- RFA Sir Lancelot. San Carlos Water. 1982

History

United Kingdom
- Name: Sir Lancelot
- Namesake: Lancelot
- Operator: British-India Steam Navigation Company (1964-1970); Royal Fleet Auxiliary (1970-1989);
- Ordered: December 1961
- Builder: Fairfield S&E
- Laid down: March 1962
- Launched: 25 June 1963
- Commissioned: 16 January 1964
- Decommissioned: 31 March 1989
- Identification: IMO number: 5413642
- Fate: Sold commercially, June 1989

History

South Africa
- Name: Lowland Lancer
- Owner: Lowline
- Identification: IMO number: 5413642
- Fate: Sold to Republic of Singapore Navy, 1992

History

Singapore
- Name: RSS Perseverance
- Owner: Republic of Singapore Navy
- Acquired: 1992
- Commissioned: 5 May 1994
- Decommissioned: 2003
- Identification: L-206 IMO number: 5413642
- Fate: Sold commercially
- Notes: Used as a submarine tender

History

Singapore
- Name: Glenn Braveheart
- Owner: Glenn Defense Marine Asia
- Acquired: 2003
- Identification: IMO number: 5413642
- Fate: Sold for breaking, 2008

General characteristics as Sir Lancelot
- Class & type: Round Table class LSL (prototype)
- Displacement: 3,370 tons standard; 5,550 tons fully loaded;
- Length: 412 ft (126 m)
- Beam: 60 ft (18 m)
- Draught: 13 ft (4.0 m)
- Propulsion: 2 Denny Sulzer (later B&W) diesels.; Power: 9,520 bhp (7,099 kW);
- Speed: 17 knots (31 km/h; 20 mph)
- Range: 9,200 nautical miles (17,000 km; 10,600 mi) at 15 knots (28 km/h; 17 mph)
- Capacity: 2,180 tons
- Complement: 68 crew, up to 340 passengers
- Armament: 2 x 40 mm Bofors guns
- Aircraft carried: Up to 20 Wessex helicopters (1973)

= RFA Sir Lancelot =

Lead ship of Round Table-class landing ship logistics of the Royal Fleet Auxiliary

RFA Sir Lancelot (L3029) was the lead ship and prototype of the Round Table class landing ship logistics, an amphibious warfare design operated by the British Armed Forces.

Sir Lancelot sailed with the British Task Force that took part in the Falklands War. Whilst in San Carlos Water, an Argentine plane dropped a bomb that penetrated her hull, but the bomb failed to explode.

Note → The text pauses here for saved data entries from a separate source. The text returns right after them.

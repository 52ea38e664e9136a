//! Variance-based global sensitivity analysis.
//!
//! The pipeline draws two base sample matrices, expands them into a Saltelli
//! design, evaluates every design row through the model and integrator,
//! reduces each trajectory to named metrics and estimates first-order and
//! total-effect Sobol indices per metric:
//!
//! ```ignore
//! use dynsens_core::analysis::{SensitivityConfig, run_sensitivity};
//! use dynsens_core::model::LogisticGrowth;
//!
//! let config = SensitivityConfig {
//!     seed: Some(42),
//!     ..Default::default()
//! };
//! let report = run_sensitivity(&LogisticGrowth::new(), &config, None)?;
//! let maxpop = report.result("maxpop").unwrap();
//! println!("S_K = {}", maxpop.get("K").unwrap().first_order.estimate);
//! ```
//!
//! The individual stages are public too, for callers that want to evaluate
//! a design with their own [`Integrator`](crate::integrator::Integrator).

mod config;
mod evaluator;
mod pipeline;
mod sampler;
mod sobol;

pub use config::*;
pub use evaluator::*;
pub use pipeline::*;
pub use sampler::*;
pub use sobol::*;
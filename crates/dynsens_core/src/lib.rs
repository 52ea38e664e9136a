//! Numerical simulation and sensitivity analysis for small dynamical models
//!
//! This crate provides:
//! - An explicit finite-difference stepper for 1-D diffusion with flux accounting
//! - A derivative-model contract with typed parameter schemas
//! - Fixed-step (Euler / RK4) integration onto requested output times
//! - Trajectory metrics (peak value, time to threshold, ...)
//! - Variance-based (Sobol) sensitivity analysis with bootstrap intervals
//!
//! # Sensitivity analysis
//!
//! ```ignore
//! use dynsens_core::{LogisticGrowth, SensitivityConfig, run_sensitivity};
//!
//! let config = SensitivityConfig { seed: Some(7), ..Default::default() };
//! let report = run_sensitivity(&LogisticGrowth::new(), &config, None)?;
//! for result in &report.results {
//!     for p in &result.indices {
//!         println!("{} {} S={:.3} T={:.3}", result.metric, p.parameter,
//!             p.first_order.estimate, p.total_effect.estimate);
//!     }
//! }
//! ```
//!
//! # Diffusion
//!
//! ```ignore
//! use dynsens_core::diffusion::{DiffusionConfig, simulate};
//!
//! let result = simulate(&DiffusionConfig::default())?;
//! let final_mass = result.total_mass(result.num_steps() - 1);
//! ```

#![warn(clippy::all)]

// ============================================================================
// Core modules
// ============================================================================

pub mod analysis;
pub mod diffusion;
pub mod error;
pub mod grid;
pub mod integrator;
pub mod metrics;
pub mod trajectory;

// ============================================================================
// Type definition modules
// ============================================================================

pub mod model;

// ============================================================================
// Test modules
// ============================================================================

#[cfg(test)]
mod tests;

// ============================================================================
// Public re-exports for convenience
// ============================================================================

pub use analysis::{
    EvaluationProgress, SensitivityConfig, SensitivityReport, SensitivityResult, run_sensitivity,
};
pub use diffusion::{DiffusionConfig, DiffusionResult};
pub use error::{ConfigError, IntegrationError, SensitivityError};
pub use integrator::{FixedStepIntegrator, IntegrationMethod, IntegratorOptions};
pub use model::{DerivativeModel, ExponentialGrowth, LogisticGrowth, ParameterSchema};
pub use trajectory::Trajectory;
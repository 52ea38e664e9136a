//! Configuration types for variance-based sensitivity runs.

use rand::{Rng, distr::Distribution};
use serde::{Deserialize, Serialize};

use crate::error::{
    ConfigError, Result, ensure_count, ensure_finite, ensure_non_negative, ensure_positive,
};
use crate::integrator::IntegratorOptions;
use crate::metrics::MetricSet;
use crate::model::{DerivativeModel, ParameterSchema};
use crate::trajectory::validate_times;

/// Marginal distribution a parameter is drawn from.
#[derive(Debug, Clone, PartialEq, Serialize, Deserialize)]
#[serde(tag = "type", rename_all = "snake_case")]
pub enum ParameterDistribution {
    Normal { mean: f64, std_dev: f64 },
    Uniform { low: f64, high: f64 },
    /// Always the same value; contributes no variance.
    Fixed { value: f64 },
}

impl ParameterDistribution {
    pub fn label(&self) -> &'static str {
        match self {
            Self::Normal { .. } => "normal",
            Self::Uniform { .. } => "uniform",
            Self::Fixed { .. } => "fixed",
        }
    }

    fn invalid(&self, name: &str, reason: &str) -> ConfigError {
        ConfigError::Distribution {
            name: name.to_string(),
            distribution: self.label(),
            reason: reason.to_string(),
        }
    }

    /// Check the distribution can be sampled. `name` is only used for the
    /// error message.
    pub fn validate(&self, name: &str) -> Result<()> {
        match *self {
            Self::Normal { mean, std_dev } => {
                if !mean.is_finite() {
                    return Err(self.invalid(name, "mean must be finite"));
                }
                if !std_dev.is_finite() || std_dev < 0.0 {
                    return Err(self.invalid(name, "std_dev must be non-negative and finite"));
                }
            }
            Self::Uniform { low, high } => {
                if !low.is_finite() || !high.is_finite() {
                    return Err(self.invalid(name, "bounds must be finite"));
                }
                if low >= high {
                    return Err(self.invalid(name, "low must be below high"));
                }
            }
            Self::Fixed { value } => {
                if !value.is_finite() {
                    return Err(self.invalid(name, "value must be finite"));
                }
            }
        }
        Ok(())
    }

    /// Draw one value. Negative draws are returned as-is; flooring is the
    /// sampler's job.
    pub fn sample<R: Rng + ?Sized>(&self, name: &str, rng: &mut R) -> Result<f64> {
        match *self {
            Self::Normal { mean, std_dev } => rand_distr::Normal::new(mean, std_dev)
                .map(|d| d.sample(rng))
                .map_err(|_| self.invalid(name, "std_dev must be non-negative and finite")),
            Self::Uniform { low, high } => rand_distr::Uniform::new(low, high)
                .map(|d| d.sample(rng))
                .map_err(|_| self.invalid(name, "low must be below high")),
            Self::Fixed { value } => Ok(value),
        }
    }
}

/// A parameter name paired with its distribution.
#[derive(Debug, Clone, PartialEq, Serialize, Deserialize)]
pub struct NamedDistribution {
    pub name: String,
    pub distribution: ParameterDistribution,
}

impl NamedDistribution {
    pub fn new(name: impl Into<String>, distribution: ParameterDistribution) -> Self {
        Self {
            name: name.into(),
            distribution,
        }
    }

    pub fn normal(name: impl Into<String>, mean: f64, std_dev: f64) -> Self {
        Self::new(name, ParameterDistribution::Normal { mean, std_dev })
    }
}

/// Upper bound on the number of points a range of output times may expand to.
pub const MAX_OUTPUT_TIMES: usize = 10_000_000;

/// Requested output times: an explicit list or an evenly spaced range.
#[derive(Debug, Clone, PartialEq, Serialize, Deserialize)]
#[serde(untagged)]
pub enum OutputTimes {
    List(Vec<f64>),
    /// `start, start + step, ...` up to and including `end`.
    Range { start: f64, end: f64, step: f64 },
}

impl Default for OutputTimes {
    fn default() -> Self {
        Self::Range {
            start: 1.0,
            end: 200.0,
            step: 1.0,
        }
    }
}

impl OutputTimes {
    /// Expand to a validated, strictly increasing list.
    pub fn resolve(&self) -> Result<Vec<f64>> {
        let times = match *self {
            Self::List(ref times) => times.clone(),
            Self::Range { start, end, step } => {
                ensure_finite("output_times.start", start)?;
                ensure_finite("output_times.end", end)?;
                ensure_positive("output_times.step", step)?;
                if end < start {
                    return Err(ConfigError::Invalid {
                        field: "output_times",
                        reason: format!("end ({end}) is before start ({start})"),
                    });
                }
                // small slack so `end` survives rounding in (end - start) / step
                let intervals = ((end - start) / step + 1e-9).floor();
                let count = if intervals.is_finite() && intervals < MAX_OUTPUT_TIMES as f64 {
                    (intervals as usize).checked_add(1)
                } else {
                    None
                };
                let Some(count) = count.filter(|&n| n <= MAX_OUTPUT_TIMES) else {
                    return Err(ConfigError::Invalid {
                        field: "output_times.step",
                        reason: format!(
                            "step {step} over [{start}, {end}] gives more than {MAX_OUTPUT_TIMES} output times"
                        ),
                    });
                };
                (0..count).map(|i| start + step * i as f64).collect()
            }
        };
        validate_times(&times)?;
        Ok(times)
    }
}

/// Settings for one sensitivity run.
///
/// The defaults describe the logistic-growth scenario: growth rate
/// `r ~ N(0.05, 0.01)`, capacity `K ~ N(200, 50)`, an initial population of
/// 10, a threshold of 100 and yearly output over 200 years.
#[derive(Debug, Clone, PartialEq, Serialize, Deserialize)]
#[serde(default)]
pub struct SensitivityConfig {
    /// Rows in each of the two base sample matrices.
    pub num_samples: usize,
    /// Distributions in model parameter order.
    pub parameters: Vec<NamedDistribution>,
    pub initial_state: Vec<f64>,
    pub output_times: OutputTimes,
    pub metrics: MetricSet,
    /// Run-wide threshold for time-to-threshold metrics.
    pub threshold: f64,
    pub num_bootstrap: usize,
    pub confidence_level: f64,
    /// Random seed; drawn from entropy when absent.
    pub seed: Option<u64>,
    /// Largest tolerated fraction of failed samples.
    pub max_failure_rate: f64,
    pub integrator: IntegratorOptions,
    /// Worker threads for evaluation. Defaults to the available parallelism.
    pub workers: Option<usize>,
}

impl Default for SensitivityConfig {
    fn default() -> Self {
        Self {
            num_samples: 2000,
            parameters: vec![
                NamedDistribution::normal("r", 0.05, 0.01),
                NamedDistribution::normal("K", 200.0, 50.0),
            ],
            initial_state: vec![10.0],
            output_times: OutputTimes::default(),
            metrics: MetricSet::population(),
            threshold: 100.0,
            num_bootstrap: 500,
            confidence_level: 0.95,
            seed: None,
            max_failure_rate: 0.05,
            integrator: IntegratorOptions::default(),
            workers: None,
        }
    }
}

impl SensitivityConfig {
    pub fn parameter_names(&self) -> Vec<String> {
        self.parameters.iter().map(|p| p.name.clone()).collect()
    }

    pub fn worker_count(&self) -> usize {
        self.workers.unwrap_or_else(|| {
            std::thread::available_parallelism()
                .map(|n| n.get())
                .unwrap_or(1)
        })
    }

    /// Validate against the model that will be run. Returns the resolved
    /// output times.
    pub fn validate(&self, model: &dyn DerivativeModel) -> Result<Vec<f64>> {
        if self.num_samples < 2 {
            return Err(ConfigError::Invalid {
                field: "num_samples",
                reason: format!("at least 2 samples are needed (got {})", self.num_samples),
            });
        }
        ensure_count("num_bootstrap", self.num_bootstrap)?;
        if !(self.confidence_level > 0.0 && self.confidence_level < 1.0) {
            return Err(ConfigError::Invalid {
                field: "confidence_level",
                reason: format!("must lie strictly between 0 and 1 (got {})", self.confidence_level),
            });
        }
        ensure_non_negative("max_failure_rate", self.max_failure_rate)?;
        if self.max_failure_rate > 1.0 {
            return Err(ConfigError::Invalid {
                field: "max_failure_rate",
                reason: format!("must not exceed 1 (got {})", self.max_failure_rate),
            });
        }
        ensure_finite("threshold", self.threshold)?;
        if let Some(workers) = self.workers {
            ensure_count("workers", workers)?;
        }

        model.schema().ensure_matches(&self.parameter_names())?;
        for p in &self.parameters {
            p.distribution.validate(&p.name)?;
        }

        if self.initial_state.len() != model.dimension() {
            return Err(ConfigError::LengthMismatch {
                field: "initial_state",
                expected: model.dimension(),
                actual: self.initial_state.len(),
            });
        }
        for &v in &self.initial_state {
            ensure_finite("initial_state", v)?;
        }

        self.metrics.validate(model.dimension())?;
        self.integrator.validate()?;
        self.output_times.resolve()
    }

    /// Schema the sample matrices are laid out by.
    pub fn schema(&self) -> Result<ParameterSchema> {
        ParameterSchema::new(self.parameter_names())
    }
}
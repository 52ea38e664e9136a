//! Fixed-step integration of a [`DerivativeModel`] onto a requested time grid.
//!
//! Each output interval is split into `substeps` equal internal steps, so
//! the model is evaluated at times finer than the output grid. Every run is
//! capped by a step budget, and a state that turns non-finite or grows past
//! the divergence bound fails the run instead of returning garbage. These
//! failures are per-sample: the sensitivity evaluator records them and moves
//! on.

use serde::{Deserialize, Serialize};

use crate::error::{
    ConfigError, IntegrationError, ensure_count, ensure_positive,
};
use crate::grid::Grid;
use crate::model::{DerivativeModel, ParameterSet};
use crate::trajectory::{Trajectory, validate_times};

#[derive(Debug, Clone, Copy, PartialEq, Eq, Default, Serialize, Deserialize)]
#[serde(rename_all = "snake_case")]
pub enum IntegrationMethod {
    /// Forward Euler, first order.
    Euler,
    /// Classical fourth-order Runge-Kutta.
    #[default]
    RungeKutta4,
}

/// Settings for [`FixedStepIntegrator`].
#[derive(Debug, Clone, PartialEq, Serialize, Deserialize)]
#[serde(default)]
pub struct IntegratorOptions {
    pub method: IntegrationMethod,
    /// Internal steps per output interval.
    pub substeps: usize,
    /// Maximum internal steps for one trajectory.
    pub max_steps: usize,
    /// Largest state magnitude accepted before the run counts as diverged.
    pub divergence_bound: f64,
}

impl Default for IntegratorOptions {
    fn default() -> Self {
        Self {
            method: IntegrationMethod::RungeKutta4,
            substeps: 10,
            max_steps: 100_000,
            divergence_bound: 1e12,
        }
    }
}

impl IntegratorOptions {
    pub fn validate(&self) -> Result<(), ConfigError> {
        ensure_count("integrator.substeps", self.substeps)?;
        ensure_count("integrator.max_steps", self.max_steps)?;
        ensure_positive("integrator.divergence_bound", self.divergence_bound)?;
        Ok(())
    }
}

/// Anything that turns a model, an initial state and parameters into a
/// trajectory on the requested times.
///
/// Integrators may keep scratch state between calls, so each concurrent
/// worker needs its own instance.
pub trait Integrator: Clone + Send {
    fn integrate(
        &mut self,
        model: &dyn DerivativeModel,
        initial: &[f64],
        times: &[f64],
        params: &ParameterSet<'_>,
    ) -> Result<Trajectory, IntegrationError>;
}

/// Explicit fixed-step integrator (Euler or RK4).
#[derive(Debug, Clone)]
pub struct FixedStepIntegrator {
    options: IntegratorOptions,
    k1: Vec<f64>,
    k2: Vec<f64>,
    k3: Vec<f64>,
    k4: Vec<f64>,
    stage: Vec<f64>,
}

impl FixedStepIntegrator {
    pub fn new(options: IntegratorOptions) -> Result<Self, ConfigError> {
        options.validate()?;
        Ok(Self {
            options,
            k1: Vec::new(),
            k2: Vec::new(),
            k3: Vec::new(),
            k4: Vec::new(),
            stage: Vec::new(),
        })
    }

    pub fn options(&self) -> &IntegratorOptions {
        &self.options
    }

    fn resize(&mut self, n: usize) {
        for buf in [
            &mut self.k1,
            &mut self.k2,
            &mut self.k3,
            &mut self.k4,
            &mut self.stage,
        ] {
            buf.clear();
            buf.resize(n, 0.0);
        }
    }

    /// Advance `y` by one step of size `h` from time `t`.
    fn step(
        &mut self,
        model: &dyn DerivativeModel,
        params: &ParameterSet<'_>,
        t: f64,
        h: f64,
        y: &mut [f64],
    ) {
        match self.options.method {
            IntegrationMethod::Euler => {
                model.derivative(t, y, params, &mut self.k1);
                for (yi, k) in y.iter_mut().zip(&self.k1) {
                    *yi += h * k;
                }
            }
            IntegrationMethod::RungeKutta4 => {
                let half = 0.5 * h;

                model.derivative(t, y, params, &mut self.k1);

                for i in 0..y.len() {
                    self.stage[i] = y[i] + half * self.k1[i];
                }
                model.derivative(t + half, &self.stage, params, &mut self.k2);

                for i in 0..y.len() {
                    self.stage[i] = y[i] + half * self.k2[i];
                }
                model.derivative(t + half, &self.stage, params, &mut self.k3);

                for i in 0..y.len() {
                    self.stage[i] = y[i] + h * self.k3[i];
                }
                model.derivative(t + h, &self.stage, params, &mut self.k4);

                for i in 0..y.len() {
                    y[i] += h / 6.0 * (self.k1[i] + 2.0 * self.k2[i] + 2.0 * self.k3[i] + self.k4[i]);
                }
            }
        }
    }

    fn check_state(&self, t: f64, y: &[f64]) -> Result<(), IntegrationError> {
        let mut magnitude: f64 = 0.0;
        for &v in y {
            if !v.is_finite() {
                return Err(IntegrationError::NonFinite { time: t });
            }
            magnitude = magnitude.max(v.abs());
        }
        if magnitude > self.options.divergence_bound {
            return Err(IntegrationError::Diverged {
                magnitude,
                bound: self.options.divergence_bound,
                time: t,
            });
        }
        Ok(())
    }
}

impl Integrator for FixedStepIntegrator {
    fn integrate(
        &mut self,
        model: &dyn DerivativeModel,
        initial: &[f64],
        times: &[f64],
        params: &ParameterSet<'_>,
    ) -> Result<Trajectory, IntegrationError> {
        let n = model.dimension();
        if initial.len() != n {
            return Err(ConfigError::LengthMismatch {
                field: "initial_state",
                expected: n,
                actual: initial.len(),
            }
            .into());
        }
        if params.schema() != model.schema() {
            return Err(ConfigError::Invalid {
                field: "parameters",
                reason: format!(
                    "parameter set {:?} does not match model schema {:?}",
                    params.schema().names(),
                    model.schema().names()
                ),
            }
            .into());
        }
        validate_times(times)?;

        self.resize(n);
        let mut states = Grid::new(times.len(), n, 0.0);
        let mut y = initial.to_vec();
        self.check_state(times[0], &y)?;
        if let Some(first) = states.row_mut(0) {
            first.copy_from_slice(&y);
        }

        let substeps = self.options.substeps;
        let mut taken = 0usize;

        for (i, window) in times.windows(2).enumerate() {
            let (start, end) = (window[0], window[1]);
            let h = (end - start) / substeps as f64;
            for s in 0..substeps {
                let t = start + h * s as f64;
                if taken == self.options.max_steps {
                    return Err(IntegrationError::StepBudgetExceeded {
                        max_steps: self.options.max_steps,
                        time: t,
                    });
                }
                self.step(model, params, t, h, &mut y);
                taken += 1;
                self.check_state(t + h, &y)?;
            }
            if let Some(row) = states.row_mut(i + 1) {
                row.copy_from_slice(&y);
            }
        }

        Ok(Trajectory::new(times.to_vec(), states)?)
    }
}
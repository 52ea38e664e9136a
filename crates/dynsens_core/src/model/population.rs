use super::{DerivativeModel, ParameterSchema, ParameterSet};
use crate::error::Result;

/// Unbounded growth, `dP/dt = r P`.
#[derive(Debug, Clone)]
pub struct ExponentialGrowth {
    schema: ParameterSchema,
}

impl ExponentialGrowth {
    pub const RATE: usize = 0;

    pub fn new() -> Self {
        Self::with_names("r")
            .unwrap_or_else(|_| unreachable!("a single non-blank name is a valid schema"))
    }

    /// Use a custom name for the growth-rate parameter.
    pub fn with_names(rate: &str) -> Result<Self> {
        Ok(Self {
            schema: ParameterSchema::new([rate])?,
        })
    }
}

impl Default for ExponentialGrowth {
    fn default() -> Self {
        Self::new()
    }
}

impl DerivativeModel for ExponentialGrowth {
    fn schema(&self) -> &ParameterSchema {
        &self.schema
    }

    fn dimension(&self) -> usize {
        1
    }

    fn derivative(&self, _time: f64, state: &[f64], params: &ParameterSet<'_>, rate: &mut [f64]) {
        rate[0] = params.value(Self::RATE) * state[0];
    }

    fn name(&self) -> &str {
        "exponential"
    }
}

/// Growth that saturates at a carrying capacity, `dP/dt = r P (1 - P/K)`.
///
/// A zero capacity (a floored negative draw) makes the logistic term
/// undefined; the population is then held constant rather than dividing by
/// zero, so the sample stays finite.
#[derive(Debug, Clone)]
pub struct LogisticGrowth {
    schema: ParameterSchema,
}

impl LogisticGrowth {
    pub const RATE: usize = 0;
    pub const CAPACITY: usize = 1;

    pub fn new() -> Self {
        Self::with_names("r", "K")
            .unwrap_or_else(|_| unreachable!("two distinct names are a valid schema"))
    }

    /// Use custom names for the rate and capacity parameters.
    pub fn with_names(rate: &str, capacity: &str) -> Result<Self> {
        Ok(Self {
            schema: ParameterSchema::new([rate, capacity])?,
        })
    }
}

impl Default for LogisticGrowth {
    fn default() -> Self {
        Self::new()
    }
}

impl DerivativeModel for LogisticGrowth {
    fn schema(&self) -> &ParameterSchema {
        &self.schema
    }

    fn dimension(&self) -> usize {
        1
    }

    fn derivative(&self, _time: f64, state: &[f64], params: &ParameterSet<'_>, rate: &mut [f64]) {
        let r = params.value(Self::RATE);
        let k = params.value(Self::CAPACITY);
        let p = state[0];
        rate[0] = if k > 0.0 { r * p * (1.0 - p / k) } else { 0.0 };
    }

    fn name(&self) -> &str {
        "logistic"
    }
}
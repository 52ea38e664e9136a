//! Time series of model state produced by the integrator.

use serde::{Deserialize, Serialize};

use crate::error::{ConfigError, Result, ensure_finite};
use crate::grid::Grid;

/// Ordered `(time, state)` points with strictly increasing times.
///
/// Always holds at least one point, so the final time is always defined.
#[derive(Debug, Clone, PartialEq, Serialize, Deserialize)]
#[serde(try_from = "RawTrajectory")]
pub struct Trajectory {
    times: Vec<f64>,
    states: Grid<f64>,
}

/// Unchecked wire form; deserialization goes through [`Trajectory::new`].
#[derive(Deserialize)]
struct RawTrajectory {
    times: Vec<f64>,
    states: Grid<f64>,
}

impl TryFrom<RawTrajectory> for Trajectory {
    type Error = ConfigError;

    fn try_from(raw: RawTrajectory) -> Result<Self> {
        Self::new(raw.times, raw.states)
    }
}

impl Trajectory {
    /// Build from times and a `(times.len(), dimension)` state grid.
    pub fn new(times: Vec<f64>, states: Grid<f64>) -> Result<Self> {
        validate_times(&times)?;
        if states.rows() != times.len() {
            return Err(ConfigError::LengthMismatch {
                field: "states",
                expected: times.len(),
                actual: states.rows(),
            });
        }
        Ok(Self { times, states })
    }

    /// Build a one-component trajectory from parallel time and value lists.
    pub fn from_series(times: Vec<f64>, values: Vec<f64>) -> Result<Self> {
        let rows = values.len();
        let states = Grid::from_data(rows, 1, values).ok_or(ConfigError::LengthMismatch {
            field: "values",
            expected: times.len(),
            actual: rows,
        })?;
        Self::new(times, states)
    }

    pub fn len(&self) -> usize {
        self.times.len()
    }

    pub fn is_empty(&self) -> bool {
        self.times.is_empty()
    }

    pub fn dimension(&self) -> usize {
        self.states.cols()
    }

    pub fn times(&self) -> &[f64] {
        &self.times
    }

    pub fn states(&self) -> &Grid<f64> {
        &self.states
    }

    /// State vector at point `index`.
    pub fn state(&self, index: usize) -> Option<&[f64]> {
        self.states.row(index)
    }

    pub fn final_time(&self) -> f64 {
        // non-empty by construction
        self.times.last().copied().unwrap_or(f64::NAN)
    }

    pub fn final_state(&self) -> &[f64] {
        self.states
            .row(self.times.len().saturating_sub(1))
            .unwrap_or(&[])
    }

    /// Values of one state component over time.
    pub fn component(&self, component: usize) -> impl Iterator<Item = f64> + '_ {
        self.states.column(component).copied()
    }

    /// `(time, value)` pairs for one state component.
    pub fn series(&self, component: usize) -> impl Iterator<Item = (f64, f64)> + '_ {
        self.times.iter().copied().zip(self.component(component))
    }

    /// Time of the first point whose `component` strictly exceeds `threshold`.
    pub fn first_time_above(&self, component: usize, threshold: f64) -> Option<f64> {
        self.series(component)
            .find(|&(_, value)| value > threshold)
            .map(|(time, _)| time)
    }
}

/// Output times must be non-empty, finite and strictly increasing.
pub(crate) fn validate_times(times: &[f64]) -> Result<()> {
    if times.is_empty() {
        return Err(ConfigError::Empty {
            field: "output_times",
        });
    }
    for (i, &t) in times.iter().enumerate() {
        ensure_finite("output_times", t)?;
        if i > 0 && t <= times[i - 1] {
            return Err(ConfigError::NotIncreasing {
                field: "output_times",
                position: i,
            });
        }
    }
    Ok(())
}
//! Integration tests for the simulation and sensitivity pipeline
//!
//! Tests are organized by topic:
//! - `sensitivity_pipeline` - End-to-end Sobol runs on the population models
//! - `failure_policy` - Exclusion of failed samples, tolerance and cancellation
//! - `diffusion_scenarios` - Conservation and overshoot of the diffusion stepper

mod sensitivity_pipeline;
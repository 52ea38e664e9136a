//! Rendering of run results for the terminal and for files.

use std::fmt::Write as _;
use std::fs;
use std::path::Path;

use color_eyre::eyre::WrapErr;
use dynsens_core::analysis::{IndexEstimate, SensitivityReport};
use dynsens_core::diffusion::{DiffusionResult, STABILITY_LIMIT};
use dynsens_core::grid::Grid;
use serde::Serialize;

fn format_estimate(est: &IndexEstimate) -> String {
    format!("{:>7.3} [{:>6.3}, {:>6.3}]", est.estimate, est.ci[0], est.ci[1])
}

/// Plain-text tables of first-order and total-effect indices, one block per
/// metric, followed by the failure summary.
pub fn sensitivity_summary(report: &SensitivityReport) -> String {
    let mut out = String::new();
    let level = report.config.confidence_level * 100.0;
    let _ = writeln!(
        out,
        "Sobol analysis of {} ({} samples, seed {})",
        report.model, report.config.num_samples, report.seed
    );

    let width = report
        .parameters
        .iter()
        .map(String::len)
        .max()
        .unwrap_or(0)
        .max("parameter".len());

    for result in &report.results {
        let _ = writeln!(out);
        let _ = writeln!(
            out,
            "{}  (variance {:.4e}, {} samples, {level:.0}% CI)",
            result.metric, result.variance, result.num_samples
        );
        let _ = writeln!(
            out,
            "  {:<width$}  {:<25}  {:<25}",
            "parameter", "first order", "total effect"
        );
        for p in &result.indices {
            let mut line = format!(
                "  {:<width$}  {:<25}  {:<25}",
                p.parameter,
                format_estimate(&p.first_order),
                format_estimate(&p.total_effect)
            );
            if p.first_order.is_significantly_negative() {
                line.push_str("  (negative first order: increase samples)");
            }
            let _ = writeln!(out, "{}", line.trim_end());
        }
        let _ = writeln!(out, "  sum of total effects: {:.3}", result.total_effect_sum());
    }

    let failures = &report.failures;
    let _ = writeln!(out);
    if failures.is_empty() {
        let _ = writeln!(out, "All {} samples evaluated", failures.total_samples);
    } else {
        let _ = writeln!(
            out,
            "{} of {} samples excluded ({:.1}%)",
            failures.failed_count(),
            failures.total_samples,
            failures.failure_rate() * 100.0
        );
        for failure in failures.failures.iter().take(5) {
            let _ = writeln!(
                out,
                "  {:?} sample {}: {}",
                failure.index.block, failure.index.sample, failure.error
            );
        }
        if failures.failures.len() > 5 {
            let _ = writeln!(out, "  ... {} more", failures.failures.len() - 5);
        }
    }
    out
}

/// Stability and conservation summary of a diffusion run.
pub fn diffusion_summary(result: &DiffusionResult) -> String {
    let config = &result.config;
    let mut out = String::new();
    let stability = config.stability_number();
    let _ = writeln!(
        out,
        "Diffusion over {} cells, {} steps of {}",
        result.num_cells(),
        result.num_steps(),
        config.step_duration
    );
    let _ = writeln!(
        out,
        "stability number: {stability:.4} (limit {STABILITY_LIMIT}){}",
        if config.is_stable() { "" } else { "  UNSTABLE" }
    );
    if let Some((lo, hi)) = result.concentration.min_max() {
        let _ = writeln!(out, "concentration range: [{lo:.6}, {hi:.6}]");
    }
    let _ = writeln!(out, "max mass drift: {:.3e}", result.max_mass_drift());
    if result.exceeds_initial_bounds() {
        let _ = writeln!(out, "overshoot: concentrations left the initial range");
    }
    if let Some(row) = result.concentration.row(result.num_steps().saturating_sub(1)) {
        let cells: Vec<String> = row.iter().map(|c| format!("{c:.4}")).collect();
        let _ = writeln!(out, "final profile: {}", cells.join(" "));
    }
    out
}

/// Render a grid as CSV with a leading `step` column.
pub fn grid_to_csv(grid: &Grid<f64>) -> String {
    let mut out = String::from("step");
    for col in 0..grid.cols() {
        let _ = write!(out, ",cell_{col}");
    }
    out.push('\n');
    for (step, row) in grid.iter_rows().enumerate() {
        let _ = write!(out, "{step}");
        for value in row {
            let _ = write!(out, ",{value}");
        }
        out.push('\n');
    }
    out
}

pub fn write_json<T: Serialize>(path: &Path, value: &T) -> color_eyre::Result<()> {
    let json = serde_json::to_string_pretty(value).wrap_err("failed to serialize results")?;
    fs::write(path, json).wrap_err_with(|| format!("failed to write '{}'", path.display()))?;
    tracing::info!(path = %path.display(), "results written");
    Ok(())
}

pub fn write_csv(path: &Path, grid: &Grid<f64>) -> color_eyre::Result<()> {
    fs::write(path, grid_to_csv(grid))
        .wrap_err_with(|| format!("failed to write '{}'", path.display()))
}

==Design and construction==
Constructed by Fairfield S&E, the vessel was laid down in March 1962, launched on 25 June 1963, and commissioned on 16 January 1964. As the first of the Round Table class, it also became known as Sir Lancelot class.

==Background==
The ship was initially operated by the British-India Steam Navigation Company, then was transferred to the Royal Fleet Auxiliary in 1970. Round Table class ships were crewed by British officers and Hong Kong Chinese sailors from their introduction in 1963 until 1989, when Sir Lancelot was the last RFA to be crewed in this way.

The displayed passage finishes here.